Records for the exercise =>
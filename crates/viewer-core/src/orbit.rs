//! Damped orbit controls around the camera target.
//!
//! Pointer input accumulates into pending deltas; `update` applies the damping
//! share of them each frame and decays the remainder, so the settled rotation
//! equals the queued drag and releasing the pointer lets the camera glide to a
//! stop.

use crate::camera::Camera;
use crate::constants::{ORBIT_DAMPING_FACTOR, ORBIT_PITCH_LIMIT, ORBIT_ROTATE_SPEED};
use glam::Vec3;

pub struct OrbitControls {
    /// Disabled while a panel is being inspected.
    pub enabled: bool,
    pub damping_factor: f32,
    pub min_distance: f32,
    pub max_distance: f32,
    yaw_delta: f32,
    pitch_delta: f32,
    dolly_scale: f32,
}

impl OrbitControls {
    pub fn new() -> Self {
        Self {
            enabled: true,
            damping_factor: ORBIT_DAMPING_FACTOR,
            min_distance: 0.0,
            max_distance: f32::INFINITY,
            yaw_delta: 0.0,
            pitch_delta: 0.0,
            dolly_scale: 1.0,
        }
    }

    /// Queue a rotation from a pointer drag, in pixels.
    pub fn rotate(&mut self, dx: f32, dy: f32) {
        if !self.enabled {
            return;
        }
        self.yaw_delta -= dx * ORBIT_ROTATE_SPEED;
        self.pitch_delta -= dy * ORBIT_ROTATE_SPEED;
    }

    /// Queue a multiplicative distance change (scale < 1 moves closer).
    pub fn dolly(&mut self, scale: f32) {
        if !self.enabled {
            return;
        }
        self.dolly_scale *= scale.max(f32::EPSILON);
    }

    /// Apply pending input to the camera and decay it. While disabled, pending
    /// input is dropped and the camera is left alone so the focus controller
    /// owns the pose.
    pub fn update(&mut self, camera: &mut Camera) {
        if !self.enabled {
            self.yaw_delta = 0.0;
            self.pitch_delta = 0.0;
            self.dolly_scale = 1.0;
            return;
        }

        let offset = camera.eye - camera.target;
        let radius = offset.length().max(1e-6);
        let mut yaw = offset.x.atan2(offset.z);
        let mut pitch = (offset.y / radius).clamp(-1.0, 1.0).asin();

        // Each frame consumes the damping share of the pending delta; the
        // geometric series sums to exactly the queued drag.
        yaw += self.yaw_delta * self.damping_factor;
        pitch = (pitch + self.pitch_delta * self.damping_factor)
            .clamp(-ORBIT_PITCH_LIMIT, ORBIT_PITCH_LIMIT);
        let radius = (radius * self.dolly_scale).clamp(self.min_distance, self.max_distance);

        let (sin_yaw, cos_yaw) = yaw.sin_cos();
        let (sin_pitch, cos_pitch) = pitch.sin_cos();
        camera.eye = camera.target
            + Vec3::new(
                radius * cos_pitch * sin_yaw,
                radius * sin_pitch,
                radius * cos_pitch * cos_yaw,
            );

        let keep = 1.0 - self.damping_factor;
        self.yaw_delta *= keep;
        self.pitch_delta *= keep;
        self.dolly_scale = 1.0;
    }
}

impl Default for OrbitControls {
    fn default() -> Self {
        Self::new()
    }
}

Instructions for the task => Transcribe every line above, character for character.

Written response =>
filename crates/viewer-core/src/orbit.rs
//! Damped orbit controls around the camera target.
//!
//! Pointer input accumulates into pending deltas; `update` applies the damping
//! share of them each frame and decays the remainder, so the settled rotation
//! equals the queued drag and releasing the pointer lets the camera glide to a
//! stop.

use crate::camera::Camera;
use crate::constants::{ORBIT_DAMPING_FACTOR, ORBIT_PITCH_LIMIT, ORBIT_ROTATE_SPEED};
use glam::Vec3;

pub struct OrbitControls {
    /// Disabled while a panel is being inspected.
    pub enabled: bool,
    pub damping_factor: f32,
    pub min_distance: f32,
    pub max_distance: f32,
    yaw_delta: f32,
    pitch_delta: f32,
    dolly_scale: f32,
}

impl OrbitControls {
    pub fn new() -> Self {
        Self {
            enabled: true,
            damping_factor: ORBIT_DAMPING_FACTOR,
            min_distance: 0.0,
            max_distance: f32::INFINITY,
            yaw_delta: 0.0,
            pitch_delta: 0.0,
            dolly_scale: 1.0,
        }
    }

    /// Queue a rotation from a pointer drag, in pixels.
    pub fn rotate(&mut self, dx: f32, dy: f32) {
        if !self.enabled {
            return;
        }
        self.yaw_delta -= dx * ORBIT_ROTATE_SPEED;
        self.pitch_delta -= dy * ORBIT_ROTATE_SPEED;
    }

    /// Queue a multiplicative distance change (scale < 1 moves closer).
    pub fn dolly(&mut self, scale: f32) {
        if !self.enabled {
            return;
        }
        self.dolly_scale *= scale.max(f32::EPSILON);
    }

    /// Apply pending input to the camera and decay it. While disabled, pending
    /// input is dropped and the camera is left alone so the focus controller
    /// owns the pose.
    pub fn update(&mut self, camera: &mut Camera) {
        if !self.enabled {
            self.yaw_delta = 0.0;
            self.pitch_delta = 0.0;
            self.dolly_scale = 1.0;
            return;
        }

        let offset = camera.eye - camera.target;
        let radius = offset.length().max(1e-6);
        let mut yaw = offset.x.atan2(offset.z);
        let mut pitch = (offset.y / radius).clamp(-1.0, 1.0).asin();

        // Each frame consumes the damping share of the pending delta; the
        // geometric series sums to exactly the queued drag.
        yaw += self.yaw_delta * self.damping_factor;
        pitch = (pitch + self.pitch_delta * self.damping_factor)
            .clamp(-ORBIT_PITCH_LIMIT, ORBIT_PITCH_LIMIT);
        let radius = (radius * self.dolly_scale).clamp(self.min_distance, self.max_distance);

        let (sin_yaw, cos_yaw) = yaw.sin_cos();
        let (sin_pitch, cos_pitch) = pitch.sin_cos();
        camera.eye = camera.target
            + Vec3::new(
                radius * cos_pitch * sin_yaw,
                radius * sin_pitch,
                radius * cos_pitch * cos_yaw,
            );

        let keep = 1.0 - self.damping_factor;
        self.yaw_delta *= keep;
        self.pitch_delta *= keep;
        self.dolly_scale = 1.0;
    }
}

impl Default for OrbitControls {
    fn default() -> Self {
        Self::new()
    }
}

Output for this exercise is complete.